Stored items:

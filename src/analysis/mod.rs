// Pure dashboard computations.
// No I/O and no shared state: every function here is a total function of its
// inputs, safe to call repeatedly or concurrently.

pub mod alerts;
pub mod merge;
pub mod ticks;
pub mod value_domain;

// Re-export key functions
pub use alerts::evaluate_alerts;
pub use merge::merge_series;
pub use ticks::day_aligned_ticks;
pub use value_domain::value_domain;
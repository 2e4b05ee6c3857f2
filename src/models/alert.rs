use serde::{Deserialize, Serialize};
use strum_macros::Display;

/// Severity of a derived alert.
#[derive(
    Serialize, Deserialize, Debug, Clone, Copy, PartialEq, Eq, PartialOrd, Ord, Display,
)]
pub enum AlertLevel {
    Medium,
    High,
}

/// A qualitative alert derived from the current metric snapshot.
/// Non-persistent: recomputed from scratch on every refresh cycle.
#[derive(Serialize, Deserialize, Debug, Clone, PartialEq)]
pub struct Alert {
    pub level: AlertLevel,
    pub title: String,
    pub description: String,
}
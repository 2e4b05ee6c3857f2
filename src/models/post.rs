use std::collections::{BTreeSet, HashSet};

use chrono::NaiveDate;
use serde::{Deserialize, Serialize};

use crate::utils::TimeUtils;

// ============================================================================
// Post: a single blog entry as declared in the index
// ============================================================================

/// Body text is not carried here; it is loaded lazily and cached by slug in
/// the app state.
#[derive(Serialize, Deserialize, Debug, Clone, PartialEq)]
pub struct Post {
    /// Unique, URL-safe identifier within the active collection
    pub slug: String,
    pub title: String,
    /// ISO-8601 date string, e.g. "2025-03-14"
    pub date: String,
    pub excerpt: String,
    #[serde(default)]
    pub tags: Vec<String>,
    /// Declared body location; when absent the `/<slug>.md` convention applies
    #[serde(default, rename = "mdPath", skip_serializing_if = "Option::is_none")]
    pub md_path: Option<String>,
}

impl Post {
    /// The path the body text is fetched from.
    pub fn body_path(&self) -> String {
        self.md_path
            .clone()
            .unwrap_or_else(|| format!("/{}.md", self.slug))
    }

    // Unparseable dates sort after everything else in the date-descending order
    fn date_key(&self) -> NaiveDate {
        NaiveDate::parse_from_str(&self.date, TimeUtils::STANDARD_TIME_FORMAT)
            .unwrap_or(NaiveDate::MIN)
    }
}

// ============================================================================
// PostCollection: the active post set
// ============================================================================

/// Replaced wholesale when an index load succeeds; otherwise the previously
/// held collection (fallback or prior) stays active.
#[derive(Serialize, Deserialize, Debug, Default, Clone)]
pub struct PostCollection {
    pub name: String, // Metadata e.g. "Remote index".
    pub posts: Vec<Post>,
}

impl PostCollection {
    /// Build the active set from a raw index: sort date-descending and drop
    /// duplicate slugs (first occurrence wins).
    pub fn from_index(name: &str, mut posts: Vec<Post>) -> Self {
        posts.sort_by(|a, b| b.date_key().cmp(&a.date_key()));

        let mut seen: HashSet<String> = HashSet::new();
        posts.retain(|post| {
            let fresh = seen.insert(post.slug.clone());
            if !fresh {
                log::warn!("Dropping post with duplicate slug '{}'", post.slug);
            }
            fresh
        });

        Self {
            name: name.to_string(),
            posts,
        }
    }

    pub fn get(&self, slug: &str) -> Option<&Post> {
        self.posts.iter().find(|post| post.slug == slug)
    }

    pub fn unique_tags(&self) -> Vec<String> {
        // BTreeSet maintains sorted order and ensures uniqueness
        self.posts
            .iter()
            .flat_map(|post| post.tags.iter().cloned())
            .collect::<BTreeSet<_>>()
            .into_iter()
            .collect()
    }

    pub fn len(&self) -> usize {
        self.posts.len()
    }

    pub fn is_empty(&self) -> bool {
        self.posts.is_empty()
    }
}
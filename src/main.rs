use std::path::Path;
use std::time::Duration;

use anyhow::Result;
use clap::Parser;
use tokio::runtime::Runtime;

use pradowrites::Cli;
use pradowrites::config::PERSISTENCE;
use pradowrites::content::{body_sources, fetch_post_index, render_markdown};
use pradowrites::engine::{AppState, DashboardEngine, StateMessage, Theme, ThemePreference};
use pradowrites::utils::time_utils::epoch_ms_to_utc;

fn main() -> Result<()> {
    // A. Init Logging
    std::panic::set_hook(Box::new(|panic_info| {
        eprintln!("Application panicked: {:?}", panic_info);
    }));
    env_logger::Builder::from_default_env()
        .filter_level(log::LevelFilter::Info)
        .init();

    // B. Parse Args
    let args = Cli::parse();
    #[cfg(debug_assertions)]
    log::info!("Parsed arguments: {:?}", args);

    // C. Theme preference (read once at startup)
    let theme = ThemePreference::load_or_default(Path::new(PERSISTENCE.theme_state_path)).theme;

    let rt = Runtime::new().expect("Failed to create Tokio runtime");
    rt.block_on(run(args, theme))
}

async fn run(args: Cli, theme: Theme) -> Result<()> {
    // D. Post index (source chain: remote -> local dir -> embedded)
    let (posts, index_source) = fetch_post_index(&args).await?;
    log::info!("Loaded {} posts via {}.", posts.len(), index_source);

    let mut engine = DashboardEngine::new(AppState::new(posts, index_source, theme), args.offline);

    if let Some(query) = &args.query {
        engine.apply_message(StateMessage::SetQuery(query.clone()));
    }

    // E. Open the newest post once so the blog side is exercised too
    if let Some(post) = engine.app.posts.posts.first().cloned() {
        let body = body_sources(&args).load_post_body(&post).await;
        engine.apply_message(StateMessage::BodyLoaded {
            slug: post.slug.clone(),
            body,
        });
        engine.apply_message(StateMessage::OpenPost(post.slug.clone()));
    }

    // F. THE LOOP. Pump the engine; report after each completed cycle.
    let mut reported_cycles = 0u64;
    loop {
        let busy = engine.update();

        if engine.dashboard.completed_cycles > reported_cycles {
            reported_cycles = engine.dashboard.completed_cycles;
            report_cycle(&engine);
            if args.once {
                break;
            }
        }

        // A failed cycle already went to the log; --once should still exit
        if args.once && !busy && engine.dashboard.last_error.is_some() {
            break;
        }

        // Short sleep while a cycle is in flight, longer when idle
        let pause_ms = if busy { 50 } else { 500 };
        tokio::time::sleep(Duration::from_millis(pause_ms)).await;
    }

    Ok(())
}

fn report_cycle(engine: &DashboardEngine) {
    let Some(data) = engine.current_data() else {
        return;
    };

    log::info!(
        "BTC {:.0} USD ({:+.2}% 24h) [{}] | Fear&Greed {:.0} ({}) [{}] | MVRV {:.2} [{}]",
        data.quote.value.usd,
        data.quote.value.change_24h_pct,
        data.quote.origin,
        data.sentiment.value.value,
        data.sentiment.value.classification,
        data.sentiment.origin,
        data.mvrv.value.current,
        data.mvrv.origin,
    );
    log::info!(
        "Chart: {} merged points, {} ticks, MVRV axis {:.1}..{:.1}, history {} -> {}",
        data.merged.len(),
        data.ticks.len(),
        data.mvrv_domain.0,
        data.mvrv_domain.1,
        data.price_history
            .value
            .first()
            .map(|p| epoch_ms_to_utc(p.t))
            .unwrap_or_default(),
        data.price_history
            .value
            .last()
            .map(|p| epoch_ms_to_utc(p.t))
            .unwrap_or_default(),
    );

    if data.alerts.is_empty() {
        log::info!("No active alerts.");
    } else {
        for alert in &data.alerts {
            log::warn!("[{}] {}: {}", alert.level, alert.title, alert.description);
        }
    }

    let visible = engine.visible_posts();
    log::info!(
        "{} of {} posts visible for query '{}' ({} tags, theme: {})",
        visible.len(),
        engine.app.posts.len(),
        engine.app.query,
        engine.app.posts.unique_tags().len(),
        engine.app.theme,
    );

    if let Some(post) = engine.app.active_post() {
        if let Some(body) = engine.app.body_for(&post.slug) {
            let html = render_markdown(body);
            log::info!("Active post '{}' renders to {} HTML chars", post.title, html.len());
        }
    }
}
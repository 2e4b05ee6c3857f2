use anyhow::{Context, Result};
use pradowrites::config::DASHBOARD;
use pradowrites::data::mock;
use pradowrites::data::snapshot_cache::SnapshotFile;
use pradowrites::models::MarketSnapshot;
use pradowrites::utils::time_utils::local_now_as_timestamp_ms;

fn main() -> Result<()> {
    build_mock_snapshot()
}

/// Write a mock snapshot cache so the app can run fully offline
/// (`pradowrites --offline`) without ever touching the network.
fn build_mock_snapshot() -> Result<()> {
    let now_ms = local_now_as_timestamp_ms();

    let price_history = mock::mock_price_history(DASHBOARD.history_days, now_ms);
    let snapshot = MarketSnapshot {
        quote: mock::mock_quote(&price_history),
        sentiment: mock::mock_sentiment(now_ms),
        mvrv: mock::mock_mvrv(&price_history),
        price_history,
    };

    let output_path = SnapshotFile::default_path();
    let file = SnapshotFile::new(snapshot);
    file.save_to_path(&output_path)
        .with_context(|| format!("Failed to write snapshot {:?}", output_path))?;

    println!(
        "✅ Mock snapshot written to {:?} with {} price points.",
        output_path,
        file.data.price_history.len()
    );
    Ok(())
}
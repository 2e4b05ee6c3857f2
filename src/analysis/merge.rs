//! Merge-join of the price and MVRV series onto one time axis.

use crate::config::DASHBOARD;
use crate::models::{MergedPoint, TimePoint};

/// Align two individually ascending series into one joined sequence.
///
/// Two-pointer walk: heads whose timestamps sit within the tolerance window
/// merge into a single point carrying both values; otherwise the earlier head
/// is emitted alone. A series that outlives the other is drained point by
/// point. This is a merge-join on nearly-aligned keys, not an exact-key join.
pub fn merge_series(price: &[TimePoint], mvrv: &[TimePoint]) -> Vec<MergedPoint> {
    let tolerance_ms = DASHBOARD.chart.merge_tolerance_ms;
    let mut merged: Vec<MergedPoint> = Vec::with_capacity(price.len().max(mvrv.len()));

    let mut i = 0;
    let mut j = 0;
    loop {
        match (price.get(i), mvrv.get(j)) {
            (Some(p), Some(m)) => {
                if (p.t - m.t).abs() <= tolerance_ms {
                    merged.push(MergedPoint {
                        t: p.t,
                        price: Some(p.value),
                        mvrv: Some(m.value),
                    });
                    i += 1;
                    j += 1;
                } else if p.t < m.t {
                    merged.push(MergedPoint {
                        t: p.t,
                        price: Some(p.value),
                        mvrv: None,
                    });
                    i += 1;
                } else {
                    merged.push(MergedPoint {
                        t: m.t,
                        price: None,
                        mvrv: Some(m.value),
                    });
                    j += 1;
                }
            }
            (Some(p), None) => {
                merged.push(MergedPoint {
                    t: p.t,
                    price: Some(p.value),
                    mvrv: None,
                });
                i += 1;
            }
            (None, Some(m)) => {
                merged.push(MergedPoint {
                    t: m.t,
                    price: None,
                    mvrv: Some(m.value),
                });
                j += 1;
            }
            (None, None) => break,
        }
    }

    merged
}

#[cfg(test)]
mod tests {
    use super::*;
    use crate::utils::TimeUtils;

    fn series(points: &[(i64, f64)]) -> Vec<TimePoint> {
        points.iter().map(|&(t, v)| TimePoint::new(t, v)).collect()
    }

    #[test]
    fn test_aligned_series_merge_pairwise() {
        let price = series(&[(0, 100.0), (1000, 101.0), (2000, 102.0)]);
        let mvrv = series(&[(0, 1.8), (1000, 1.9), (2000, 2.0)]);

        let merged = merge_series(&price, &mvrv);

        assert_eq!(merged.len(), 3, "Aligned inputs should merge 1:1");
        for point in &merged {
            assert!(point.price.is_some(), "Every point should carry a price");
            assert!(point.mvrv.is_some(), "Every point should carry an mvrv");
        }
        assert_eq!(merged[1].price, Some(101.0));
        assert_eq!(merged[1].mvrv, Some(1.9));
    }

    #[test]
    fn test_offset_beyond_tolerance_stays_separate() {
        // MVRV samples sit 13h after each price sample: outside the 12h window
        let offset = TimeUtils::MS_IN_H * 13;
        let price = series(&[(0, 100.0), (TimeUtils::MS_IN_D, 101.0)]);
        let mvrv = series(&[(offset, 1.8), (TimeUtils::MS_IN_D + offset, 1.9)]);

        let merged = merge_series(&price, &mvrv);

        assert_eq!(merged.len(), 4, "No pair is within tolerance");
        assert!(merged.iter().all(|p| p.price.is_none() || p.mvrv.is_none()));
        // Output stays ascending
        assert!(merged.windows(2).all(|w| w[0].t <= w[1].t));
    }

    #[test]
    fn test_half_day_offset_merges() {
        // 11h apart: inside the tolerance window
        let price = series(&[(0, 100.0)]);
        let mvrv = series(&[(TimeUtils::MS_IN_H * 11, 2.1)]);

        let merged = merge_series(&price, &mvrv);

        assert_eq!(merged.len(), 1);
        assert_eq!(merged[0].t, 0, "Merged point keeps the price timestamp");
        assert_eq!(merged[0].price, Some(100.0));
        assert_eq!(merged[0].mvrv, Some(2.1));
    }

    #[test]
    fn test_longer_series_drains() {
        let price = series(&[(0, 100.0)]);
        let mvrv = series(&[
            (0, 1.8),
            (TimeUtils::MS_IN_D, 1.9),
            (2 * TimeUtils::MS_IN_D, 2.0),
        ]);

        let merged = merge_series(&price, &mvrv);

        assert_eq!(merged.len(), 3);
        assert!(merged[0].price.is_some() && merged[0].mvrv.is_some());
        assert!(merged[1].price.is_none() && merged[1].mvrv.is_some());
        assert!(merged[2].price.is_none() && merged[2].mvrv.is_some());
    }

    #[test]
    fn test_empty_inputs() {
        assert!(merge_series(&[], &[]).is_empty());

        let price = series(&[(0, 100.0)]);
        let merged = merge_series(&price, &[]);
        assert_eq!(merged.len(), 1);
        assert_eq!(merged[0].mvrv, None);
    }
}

TASK ITEM =
Read the entries and pick out all lines that include the word "cloned".

WORKED SOLUTION =
            .flat_map(|post| post.tags.iter().cloned())
    if let Some(post) = engine.app.posts.posts.first().cloned() {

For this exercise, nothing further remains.